Para México, los cuatro años de Donald Trump difícilmente podrían haber sido peores. Trump comenzó a agredir a México desde el primer minuto de su campaña presidencial en el 2015. No se detuvo jamás. Su último viaje como presidente fue a la frontera, a presumir la construcción de su muro fronterizo, símbolo del discurso etno-nacionalista que identificó a los inmigrantes que llegan del sur como enemigos.

Para los gobiernos mexicanos con los que coincidió, Trump deja una historia de ignominiosa claudicación. Enrique Peña Nieto trató de apaciguarlo y terminó jugando el deplorable papel de tonto útil en la campaña de 2016. Como Peña Nieto, Andrés Manuel López Obrador colaboró con las aspiraciones electorales de Trump en 2020, visitándolo y elogiándolo de manera innecesaria. Pero hizo algo peor. López Obrador dio la espalda a la promesa de trato humanitario a miles de migrantes centroamericanos , entregando el control de la autoridad migratoria a las fuerzas armadas y, de manera crucial, colaborando abiertamente con el inhumano programa “Permanecer en México”, que ha obligado a decenas de miles de personas a esperar, en condiciones deplorables, su proceso de asilo en Estados Unidos .

¿Qué tan deplorables? Un estudio reciente de Human Rights Watch da cuenta de un infierno. “Los niños y adultos entrevistados describieron haber sido agredidos sexualmente, secuestrados para pedir rescate, extorsionados, robados a punta de pistola y sometidos a otros delitos”, explica el reporte. Los detalles deberían ser motivo de vergüenza nacional. Human Rights Watch encontró multitud de casos de migrantes hacinados en campos de refugiados en la frontera norte de México que dieron cuenta de enfermedades, abusos, desesperación y problemas mentales. Muchos dijeron enfrentar dificultades para mantener incluso el más esencial régimen de higiene personal, para ellos y para sus hijos. Los niños, en particular, muestran traumas típicos de experiencias aberrantes y extremas: depresión, ansiedad, insomnio. Las historias en la frontera sur son, quizá, peores. Producto directo de la desesperación y falta de opciones de subsistencia y seguridad, la esclavitud sexual en Tapachula es dantesca.

Vale la pena repetirlo: esto ocurrió y ocurre en suelo mexicano durante la gestión de Andrés Manuel López Obrador, y es resultado del sometimiento ante las exigencias inmorales de un presidente estadounidense abiertamente nativista y antimexicano. Para la especialista en migración Maureen Meyer , de la organización WOLA, el gobierno lopezobradorista “ha fracasado miserablemente en brindar a esta población protección humanitaria, servicios públicos, acceso a la vivienda o cualquier medida de seguridad”.

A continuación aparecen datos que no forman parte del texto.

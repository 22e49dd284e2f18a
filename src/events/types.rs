//! Event types emitted by the scanning pipeline.

use std::path::PathBuf;

/// Top-level event wrapper
#[derive(Debug, Clone)]
pub enum Event {
    Scan(ScanEvent),
    Detect(DetectEvent),
    Action(ActionEvent),
    Pipeline(PipelineEvent),
}

/// Folder enumeration events
#[derive(Debug, Clone)]
pub enum ScanEvent {
    /// Enumeration of the configured folders began
    Started { folders: Vec<PathBuf> },
    /// A candidate image file was discovered
    ImageFound { path: PathBuf },
    /// Enumeration finished
    Completed { total_images: usize },
    /// A folder or entry could not be read (non-fatal)
    Error { path: PathBuf, message: String },
}

/// Per-file detection progress
#[derive(Debug, Clone)]
pub struct DetectProgress {
    /// Files fully processed so far
    pub completed: usize,
    /// Total files queued
    pub total: usize,
    /// File just finished
    pub current_path: PathBuf,
}

/// Provider detection events
#[derive(Debug, Clone)]
pub enum DetectEvent {
    /// Detection started over the discovered files
    Started { total_images: usize },
    /// One file finished processing
    Progress(DetectProgress),
    /// A provider returned tags for a file
    Tags {
        path: PathBuf,
        detector: String,
        count: usize,
    },
    /// A provider hit its per-run call limit
    QuotaReached { provider: String, limit: usize },
    /// A provider failed for one file (non-fatal)
    Error {
        path: PathBuf,
        detector: String,
        message: String,
    },
    /// Detection finished
    Completed { total_images: usize },
}

/// Move/delete action events
#[derive(Debug, Clone)]
pub enum ActionEvent {
    /// Filter selected this many images for the action
    Selected { count: usize },
    /// A file was moved
    Moved { from: PathBuf, to: PathBuf },
    /// A file was deleted
    Deleted { path: PathBuf },
    /// An action failed for one file (non-fatal)
    Error { path: PathBuf, message: String },
}

/// Pipeline phase for UI display
#[derive(Debug, Clone, Copy, PartialEq, Eq)]
pub enum PipelinePhase {
    Scanning,
    Detecting,
    Acting,
    Saving,
}

impl std::fmt::Display for PipelinePhase {
    fn fmt(&self, f: &mut std::fmt::Formatter<'_>) -> std::fmt::Result {
        match self {
            PipelinePhase::Scanning => write!(f, "Scanning folders"),
            PipelinePhase::Detecting => write!(f, "Detecting tags"),
            PipelinePhase::Acting => write!(f, "Executing actions"),
            PipelinePhase::Saving => write!(f, "Saving results"),
        }
    }
}

/// Summary reported when a run completes
#[derive(Debug, Clone)]
pub struct PipelineSummary {
    /// Images recorded in the results
    pub total_images: usize,
    /// Images moved by the action engine
    pub moved: usize,
    /// Images deleted by the action engine
    pub deleted: usize,
    /// Elapsed wall time
    pub duration_ms: u64,
}

/// Whole-run lifecycle events
#[derive(Debug, Clone)]
pub enum PipelineEvent {
    Started,
    PhaseChanged { phase: PipelinePhase },
    Completed { summary: PipelineSummary },
}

Meyer tiene razón y por eso, con la llegada de Joe Biden a la presidencia, el gobierno tiene la obligación de corregir el rumbo. Biden ha dicho hasta el cansancio que tendrá como prioridad el desarrollo de Centroamérica, un proyecto que simpatiza con las intenciones similares que ha manifestado siempre López Obrador. El presidente de México debe aprovechar la oportunidad. Pero no solo eso. El diálogo con el nuevo gobierno de Estados Unidos debe incluir, desde el principio, un proyecto para mejorar las condiciones de vida de los miles de centroamericanos que Trump envió a México y que México recibió para enviarlos al fango, el abuso y la precariedad. El gobierno se ha resistido, por ejemplo, a invertir de verdad en infraestructura de albergues. No solo eso: recortó el apoyo federal a las instituciones que, de manera heroica, dan techo a migrantes en ciudades como Tijuana . Esto es inaceptable. Si México de verdad no tiene dinero para darle a los migrantes una existencia digna, López Obrador debe buscar el apoyo de Biden. La inversión estadounidense en albergues y demás infraestructura, además del apoyo para instituciones como la Comar –encargada del cuidado de refugiados en México, que sobrevive con un presupuesto miserable de cinco millones de dólares anuales– podría hacer una diferencia sustancial, a corto y largo plazo.

Hay quien supone que México no invierte en albergues e instituciones para no enviar un mensaje de hospitalidad (o, peor aún, posibilidad de permanencia) a los migrantes. Ese cálculo no solo es inhumano; es también idéntico a la política de hostilidad que puso en práctica Trump. Para nuestra desgracia, el gobierno de México decidió ser trumpista . Ahora que Trump se ha ido, López Obrador tiene la oportunidad de enderezar el camino. No hay pretexto para no hacerlo. Si opta por lo contrario, confirmará los peores temores: el problema no era Trump.